**To do**. Match on the string "insert" in the entries below and return every matching line.

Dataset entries
⁂
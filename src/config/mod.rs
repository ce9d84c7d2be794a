//! Application Configuration
//!
//! Game coordination settings stored in TOML format.

use anyhow::Result;
use serde::{Deserialize, Serialize};
use std::path::Path;
use std::time::Duration;

use crate::clock::{ClockConfig, TurnTimePreset, SHORT_FORMAT_LIMIT_MS};
use crate::delegate::DispatchPolicy;
use crate::input::InputMode;

/// Application settings
#[derive(Debug, Clone, Default, Serialize, Deserialize)]
#[serde(default)]
pub struct AppConfig {
    /// Turn clock settings
    pub clock: ClockSettings,
    /// Pointer input settings
    pub input: InputSettings,
    /// Delegate dispatch settings
    pub dispatch: DispatchSettings,
    /// Main loop settings
    pub game_loop: LoopSettings,
}

/// Turn clock settings
#[derive(Debug, Clone, Serialize, Deserialize)]
#[serde(default)]
pub struct ClockSettings {
    /// Time per turn in milliseconds, absent for unbounded turns
    pub turn_duration_ms: Option<u64>,
    /// Sampling interval while the clock runs
    pub tick_interval_ms: u64,
    /// Sleep interval while the clock is stopped
    pub idle_interval_ms: u64,
    /// Upper bound accepted by the short `MM:SS` formatter
    pub short_format_limit_ms: i64,
}

impl Default for ClockSettings {
    fn default() -> Self {
        Self {
            turn_duration_ms: Some(TurnTimePreset::default().duration().as_millis() as u64),
            tick_interval_ms: 5,
            idle_interval_ms: 15,
            short_format_limit_ms: SHORT_FORMAT_LIMIT_MS,
        }
    }
}

impl ClockSettings {
    /// Build the runtime clock configuration
    pub fn to_clock_config(&self, dispatch_policy: DispatchPolicy) -> ClockConfig {
        ClockConfig {
            turn_duration: self.turn_duration_ms.map(Duration::from_millis),
            // Zero would make the clock thread spin
            tick_interval: Duration::from_millis(self.tick_interval_ms.max(1)),
            idle_interval: Duration::from_millis(self.idle_interval_ms.max(1)),
            dispatch_policy,
        }
    }
}

/// Pointer input settings
#[derive(Debug, Clone, Default, Serialize, Deserialize)]
#[serde(default)]
pub struct InputSettings {
    /// Deliver pointer events on the main loop or on the input thread
    pub mode: InputMode,
}

/// Delegate dispatch settings
#[derive(Debug, Clone, Default, Serialize, Deserialize)]
#[serde(default)]
pub struct DispatchSettings {
    /// What a panicking subscriber does to the rest of the dispatch
    pub policy: DispatchPolicy,
}

/// Main loop settings
#[derive(Debug, Clone, Serialize, Deserialize)]
#[serde(default)]
pub struct LoopSettings {
    /// Target frame rate
    pub frames_per_second: u32,
}

impl Default for LoopSettings {
    fn default() -> Self {
        Self {
            frames_per_second: 60,
        }
    }
}

impl LoopSettings {
    /// Duration of one frame; a zero frame rate is treated as 1 fps
    pub fn frame_time(&self) -> Duration {
        Duration::from_secs_f64(1.0 / f64::from(self.frames_per_second.max(1)))
    }
}

/// Load configuration from file
pub fn load_config(path: &Path) -> Result<AppConfig> {
    let content = std::fs::read_to_string(path)?;
    let config: AppConfig = toml::from_str(&content)?;
    Ok(config)
}

/// Save configuration to file
pub fn save_config(config: &AppConfig, path: &Path) -> Result<()> {
    let content = toml::to_string_pretty(config)?;
    std::fs::write(path, content)?;
    Ok(())
}

#[cfg(test)]
mod tests {
    use super::*;
    use std::io::Write;
    use tempfile::NamedTempFile;

    #[test]
    fn test_default_app_config() {
        let config = AppConfig::default();

        // Check clock defaults
        assert_eq!(config.clock.turn_duration_ms, Some(120_000));
        assert_eq!(config.clock.tick_interval_ms, 5);
        assert_eq!(config.clock.idle_interval_ms, 15);
        assert_eq!(config.clock.short_format_limit_ms, SHORT_FORMAT_LIMIT_MS);

        // Check input and dispatch defaults
        assert_eq!(config.input.mode, InputMode::Synchronized);
        assert_eq!(config.dispatch.policy, DispatchPolicy::Propagate);

        // Check loop defaults
        assert_eq!(config.game_loop.frames_per_second, 60);
    }

    #[test]
    fn test_config_serialization_roundtrip() {
        let config = AppConfig::default();

        // Serialize to TOML
        let toml_str = toml::to_string_pretty(&config).unwrap();

        // Deserialize back
        let parsed: AppConfig = toml::from_str(&toml_str).unwrap();

        // Verify values match
        assert_eq!(config.clock.turn_duration_ms, parsed.clock.turn_duration_ms);
        assert_eq!(config.input.mode, parsed.input.mode);
        assert_eq!(config.dispatch.policy, parsed.dispatch.policy);
        assert_eq!(config.game_loop.frames_per_second, parsed.game_loop.frames_per_second);
    }

    #[test]
    fn test_infinite_turn_roundtrip() {
        let mut config = AppConfig::default();
        config.clock.turn_duration_ms = None;
        config.input.mode = InputMode::Direct;
        config.dispatch.policy = DispatchPolicy::Isolate;

        let toml_str = toml::to_string_pretty(&config).unwrap();
        let parsed: AppConfig = toml::from_str(&toml_str).unwrap();

        assert_eq!(parsed.clock.turn_duration_ms, None);
        assert_eq!(parsed.input.mode, InputMode::Direct);
        assert_eq!(parsed.dispatch.policy, DispatchPolicy::Isolate);
    }

    #[test]
    fn test_partial_config_uses_defaults() {
        let parsed: AppConfig = toml::from_str(
            r#"
            [input]
            mode = "direct"

            [game_loop]
            frames_per_second = 30
            "#,
        )
        .unwrap();

        assert_eq!(parsed.input.mode, InputMode::Direct);
        assert_eq!(parsed.game_loop.frames_per_second, 30);
        assert_eq!(parsed.clock.idle_interval_ms, 15);
        assert_eq!(parsed.dispatch.policy, DispatchPolicy::Propagate);
    }

    #[test]
    fn test_clock_config_conversion() {
        let settings = ClockSettings {
            turn_duration_ms: Some(40_000),
            tick_interval_ms: 2,
            idle_interval_ms: 20,
            short_format_limit_ms: SHORT_FORMAT_LIMIT_MS,
        };
        let clock = settings.to_clock_config(DispatchPolicy::Isolate);

        assert_eq!(clock.turn_duration, Some(Duration::from_secs(40)));
        assert_eq!(clock.tick_interval, Duration::from_millis(2));
        assert_eq!(clock.idle_interval, Duration::from_millis(20));
        assert_eq!(clock.dispatch_policy, DispatchPolicy::Isolate);
    }

    #[test]
    fn test_zero_intervals_clamped() {
        let parsed: AppConfig = toml::from_str(
            r#"
            [clock]
            tick_interval_ms = 0
            idle_interval_ms = 0
            "#,
        )
        .unwrap();
        let clock = parsed.clock.to_clock_config(DispatchPolicy::Propagate);

        assert_eq!(clock.tick_interval, Duration::from_millis(1));
        assert_eq!(clock.idle_interval, Duration::from_millis(1));
    }

    #[test]
    fn test_frame_time() {
        let settings = LoopSettings { frames_per_second: 50 };
        assert_eq!(settings.frame_time(), Duration::from_millis(20));

        let zero = LoopSettings { frames_per_second: 0 };
        assert_eq!(zero.frame_time(), Duration::from_secs(1));
    }

    #[test]
    fn test_save_and_load_config() {
        let config = AppConfig::default();

        // Create a temporary file
        let temp_file = NamedTempFile::new().unwrap();

        // Save config
        save_config(&config, temp_file.path()).unwrap();

        // Load config
        let loaded = load_config(temp_file.path()).unwrap();

        // Verify
        assert_eq!(config.clock.turn_duration_ms, loaded.clock.turn_duration_ms);
        assert_eq!(config.game_loop.frames_per_second, loaded.game_loop.frames_per_second);
    }

    #[test]
    fn test_load_config_file_not_found() {
        let result = load_config(Path::new("/nonexistent/path/config.toml"));
        assert!(result.is_err());
    }

    #[test]
    fn test_load_config_invalid_toml() {
        let mut temp_file = NamedTempFile::new().unwrap();
        writeln!(temp_file, "this is not valid toml {{{{").unwrap();

        let result = load_config(temp_file.path());
        assert!(result.is_err());
    }
}
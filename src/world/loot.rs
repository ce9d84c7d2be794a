//! Loot lying on the world grid

use std::fmt;
use uuid::Uuid;

use super::Placed;

/// Stable identity of a placed loot
#[derive(Debug, Clone, Copy, PartialEq, Eq, Hash)]
pub struct LootId(Uuid);

impl LootId {
    pub fn new() -> Self {
        Self(Uuid::new_v4())
    }
}

impl Default for LootId {
    fn default() -> Self {
        Self::new()
    }
}

impl fmt::Display for LootId {
    fn fmt(&self, f: &mut fmt::Formatter<'_>) -> fmt::Result {
        write!(f, "{}", self.0)
    }
}

#[derive(Debug, Clone, Copy, PartialEq, Eq)]
pub enum LootKind {
    /// Dropped by a dead entity
    BagOfLoots,
    /// Spawned by the world
    Treasure,
}

/// A loot placed on a tile
#[derive(Debug, Clone, PartialEq)]
pub struct Loot {
    pub id: LootId,
    pub name: String,
    pub kind: LootKind,
    pub grid_x: i32,
    pub grid_y: i32,
}

impl Loot {
    pub fn new(kind: LootKind, name: impl Into<String>, grid_x: i32, grid_y: i32) -> Self {
        Self {
            id: LootId::new(),
            name: name.into(),
            kind,
            grid_x,
            grid_y,
        }
    }

    /// Bag dropped where `dead_name` died
    pub fn bag_from(dead_name: &str, grid_x: i32, grid_y: i32) -> Self {
        Self::new(
            LootKind::BagOfLoots,
            format!("BagOfLoots [from {dead_name}]"),
            grid_x,
            grid_y,
        )
    }
}

impl Placed for Loot {
    type Id = LootId;

    fn id(&self) -> LootId {
        self.id
    }

    fn grid_position(&self) -> (i32, i32) {
        (self.grid_x, self.grid_y)
    }
}
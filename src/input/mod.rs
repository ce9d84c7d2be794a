//! Pointer input bridging
//!
//! The windowing system delivers pointer events on its own dispatch thread.
//! [`MouseHandler`] either forwards them right away or parks one callback per
//! event kind until the main loop calls [`MouseHandler::flush_callbacks`].

use parking_lot::Mutex;
use serde::{Deserialize, Serialize};
use std::collections::HashMap;
use std::sync::Arc;
use tracing::trace;

/// Kind of pointer event, one pending slot per kind
#[derive(Debug, Clone, Copy, PartialEq, Eq, Hash)]
pub enum InputKind {
    Pressed,
    Released,
    Dragged,
    Moved,
    WheelMoved,
}

impl InputKind {
    pub fn name(&self) -> &'static str {
        match self {
            InputKind::Pressed => "mousePressed",
            InputKind::Released => "mouseReleased",
            InputKind::Dragged => "mouseDragged",
            InputKind::Moved => "mouseMoved",
            InputKind::WheelMoved => "mouseWheelMoved",
        }
    }
}

/// How events reach the consumer
#[derive(Debug, Clone, Copy, PartialEq, Eq, Default, Serialize, Deserialize)]
#[serde(rename_all = "snake_case")]
pub enum InputMode {
    /// Queue at most one callback per kind and run it on the main loop
    #[default]
    Synchronized,
    /// Call the consumer on the input dispatch thread
    Direct,
}

/// Consumer of pointer events, usually the active screen.
///
/// The event payload is whatever the host windowing layer hands over.
pub trait InputTarget<E>: Send + Sync {
    fn mouse_pressed(&self, _event: &E) {}
    fn mouse_released(&self, _event: &E) {}
    fn mouse_dragged(&self, _event: &E) {}
    fn mouse_moved(&self, _event: &E) {}
    fn mouse_wheel_moved(&self, _event: &E) {}
}

fn deliver<E>(target: &dyn InputTarget<E>, kind: InputKind, event: &E) {
    match kind {
        InputKind::Pressed => target.mouse_pressed(event),
        InputKind::Released => target.mouse_released(event),
        InputKind::Dragged => target.mouse_dragged(event),
        InputKind::Moved => target.mouse_moved(event),
        InputKind::WheelMoved => target.mouse_wheel_moved(event),
    }
}

type PendingCallback = Box<dyn FnOnce() + Send>;

/// Pointer event handler registered with the input dispatch thread
pub struct MouseHandler<E> {
    redirect: Arc<dyn InputTarget<E>>,
    mode: InputMode,
    /// Only used in [`InputMode::Synchronized`]
    scheduled: Mutex<HashMap<InputKind, PendingCallback>>,
}

impl<E: Send + 'static> MouseHandler<E> {
    pub fn new(redirect: Arc<dyn InputTarget<E>>, mode: InputMode) -> Self {
        Self {
            redirect,
            mode,
            scheduled: Mutex::new(HashMap::new()),
        }
    }

    pub fn mode(&self) -> InputMode {
        self.mode
    }

    pub fn mouse_pressed(&self, event: E) {
        self.process(InputKind::Pressed, event);
    }

    pub fn mouse_released(&self, event: E) {
        self.process(InputKind::Released, event);
    }

    pub fn mouse_dragged(&self, event: E) {
        self.process(InputKind::Dragged, event);
    }

    pub fn mouse_moved(&self, event: E) {
        self.process(InputKind::Moved, event);
    }

    pub fn mouse_wheel_moved(&self, event: E) {
        self.process(InputKind::WheelMoved, event);
    }

    /// Route an event of `kind`. Never blocks beyond a short map insert.
    ///
    /// In synchronized mode the first event of a kind wins until the next flush;
    /// later events of the same kind are dropped.
    pub fn process(&self, kind: InputKind, event: E) {
        match self.mode {
            InputMode::Direct => deliver(&*self.redirect, kind, &event),
            InputMode::Synchronized => {
                let mut scheduled = self.scheduled.lock();
                if scheduled.contains_key(&kind) {
                    trace!("Dropping {} event, one is already pending", kind.name());
                    return;
                }
                let redirect = self.redirect.clone();
                scheduled.insert(
                    kind,
                    Box::new(move || deliver(&*redirect, kind, &event)),
                );
            }
        }
    }

    /// Run every pending callback on the calling thread, which must be the main
    /// loop. Returns how many callbacks ran.
    ///
    /// The pending map is emptied under the lock and the callbacks run after it
    /// is released, so events arriving meanwhile are kept for the next flush.
    /// Callbacks of different kinds run in no particular order.
    pub fn flush_callbacks(&self) -> usize {
        if self.mode == InputMode::Direct {
            return 0;
        }

        let callbacks: Vec<PendingCallback> = {
            let mut scheduled = self.scheduled.lock();
            if scheduled.is_empty() {
                return 0;
            }
            scheduled.drain().map(|(_, callback)| callback).collect()
        };

        let count = callbacks.len();
        for callback in callbacks {
            callback();
        }
        count
    }

    /// Number of callbacks waiting for the next flush
    pub fn pending(&self) -> usize {
        self.scheduled.lock().len()
    }
}

#[cfg(test)]
mod tests {
    use super::*;
    use std::thread;

    #[derive(Debug, Clone, PartialEq)]
    struct Click {
        x: i32,
        y: i32,
    }

    #[derive(Default)]
    struct Recorder {
        calls: Mutex<Vec<(InputKind, Click, thread::ThreadId)>>,
    }

    impl Recorder {
        fn record(&self, kind: InputKind, event: &Click) {
            self.calls
                .lock()
                .push((kind, event.clone(), thread::current().id()));
        }
    }

    impl InputTarget<Click> for Recorder {
        fn mouse_pressed(&self, event: &Click) {
            self.record(InputKind::Pressed, event);
        }
        fn mouse_released(&self, event: &Click) {
            self.record(InputKind::Released, event);
        }
        fn mouse_moved(&self, event: &Click) {
            self.record(InputKind::Moved, event);
        }
        fn mouse_wheel_moved(&self, event: &Click) {
            self.record(InputKind::WheelMoved, event);
        }
    }

    fn handler(mode: InputMode) -> (Arc<Recorder>, MouseHandler<Click>) {
        let recorder = Arc::new(Recorder::default());
        let handler = MouseHandler::new(recorder.clone() as Arc<dyn InputTarget<Click>>, mode);
        (recorder, handler)
    }

    #[test]
    fn test_first_event_of_kind_wins() {
        let (recorder, handler) = handler(InputMode::Synchronized);
        handler.mouse_pressed(Click { x: 1, y: 1 });
        handler.mouse_pressed(Click { x: 2, y: 2 });
        assert_eq!(handler.pending(), 1);
        assert!(recorder.calls.lock().is_empty());

        assert_eq!(handler.flush_callbacks(), 1);
        let calls = recorder.calls.lock();
        assert_eq!(calls.len(), 1);
        assert_eq!(calls[0].0, InputKind::Pressed);
        assert_eq!(calls[0].1, Click { x: 1, y: 1 });
    }

    #[test]
    fn test_one_callback_per_kind() {
        let (recorder, handler) = handler(InputMode::Synchronized);
        handler.mouse_pressed(Click { x: 1, y: 0 });
        handler.mouse_released(Click { x: 2, y: 0 });
        handler.mouse_moved(Click { x: 3, y: 0 });
        handler.mouse_moved(Click { x: 4, y: 0 });
        handler.mouse_wheel_moved(Click { x: 5, y: 0 });

        assert_eq!(handler.flush_callbacks(), 4);
        let mut kinds: Vec<&str> = recorder.calls.lock().iter().map(|c| c.0.name()).collect();
        kinds.sort();
        assert_eq!(
            kinds,
            vec!["mouseMoved", "mousePressed", "mouseReleased", "mouseWheelMoved"]
        );
    }

    #[test]
    fn test_flush_empty_is_noop() {
        let (recorder, handler) = handler(InputMode::Synchronized);
        assert_eq!(handler.flush_callbacks(), 0);
        assert_eq!(handler.flush_callbacks(), 0);
        assert!(recorder.calls.lock().is_empty());
    }

    #[test]
    fn test_flush_clears_pending() {
        let (recorder, handler) = handler(InputMode::Synchronized);
        handler.mouse_pressed(Click { x: 1, y: 1 });
        assert_eq!(handler.flush_callbacks(), 1);
        assert_eq!(handler.pending(), 0);
        assert_eq!(handler.flush_callbacks(), 0);

        handler.mouse_pressed(Click { x: 9, y: 9 });
        assert_eq!(handler.flush_callbacks(), 1);
        let calls = recorder.calls.lock();
        assert_eq!(calls.len(), 2);
        assert_eq!(calls[1].1, Click { x: 9, y: 9 });
    }

    #[test]
    fn test_callbacks_run_on_flushing_thread() {
        let (recorder, handler) = handler(InputMode::Synchronized);
        let handler = Arc::new(handler);

        let input_thread = {
            let handler = handler.clone();
            thread::spawn(move || {
                for i in 0..100 {
                    handler.mouse_moved(Click { x: i, y: i });
                }
                thread::current().id()
            })
        };
        let input_id = input_thread.join().unwrap();

        assert_eq!(handler.flush_callbacks(), 1);
        let calls = recorder.calls.lock();
        assert_eq!(calls.len(), 1);
        assert_eq!(calls[0].1, Click { x: 0, y: 0 });
        assert_eq!(calls[0].2, thread::current().id());
        assert_ne!(calls[0].2, input_id);
    }

    #[test]
    fn test_direct_mode_bypasses_queue() {
        let (recorder, handler) = handler(InputMode::Direct);
        handler.mouse_pressed(Click { x: 1, y: 1 });
        handler.mouse_pressed(Click { x: 2, y: 2 });

        assert_eq!(recorder.calls.lock().len(), 2);
        assert_eq!(handler.pending(), 0);
        assert_eq!(handler.flush_callbacks(), 0);
    }

    #[test]
    fn test_event_during_flush_kept_for_next_flush() {
        struct Reentrant {
            handler: Mutex<Option<Arc<MouseHandler<u32>>>>,
            seen: Mutex<Vec<u32>>,
        }
        impl InputTarget<u32> for Reentrant {
            fn mouse_pressed(&self, event: &u32) {
                self.seen.lock().push(*event);
                if *event == 1 {
                    if let Some(handler) = self.handler.lock().as_ref() {
                        handler.mouse_pressed(2);
                    }
                }
            }
        }

        let target = Arc::new(Reentrant {
            handler: Mutex::new(None),
            seen: Mutex::new(Vec::new()),
        });
        let handler = Arc::new(MouseHandler::new(
            target.clone() as Arc<dyn InputTarget<u32>>,
            InputMode::Synchronized,
        ));
        *target.handler.lock() = Some(handler.clone());

        handler.mouse_pressed(1);
        assert_eq!(handler.flush_callbacks(), 1);
        assert_eq!(handler.pending(), 1);
        assert_eq!(handler.flush_callbacks(), 1);
        assert_eq!(*target.seen.lock(), vec![1, 2]);

        // Break the reference cycle
        target.handler.lock().take();
    }
}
⁂
**Your response**.
    /// Route an event of `kind`. Never blocks beyond a short map insert.
                scheduled.insert(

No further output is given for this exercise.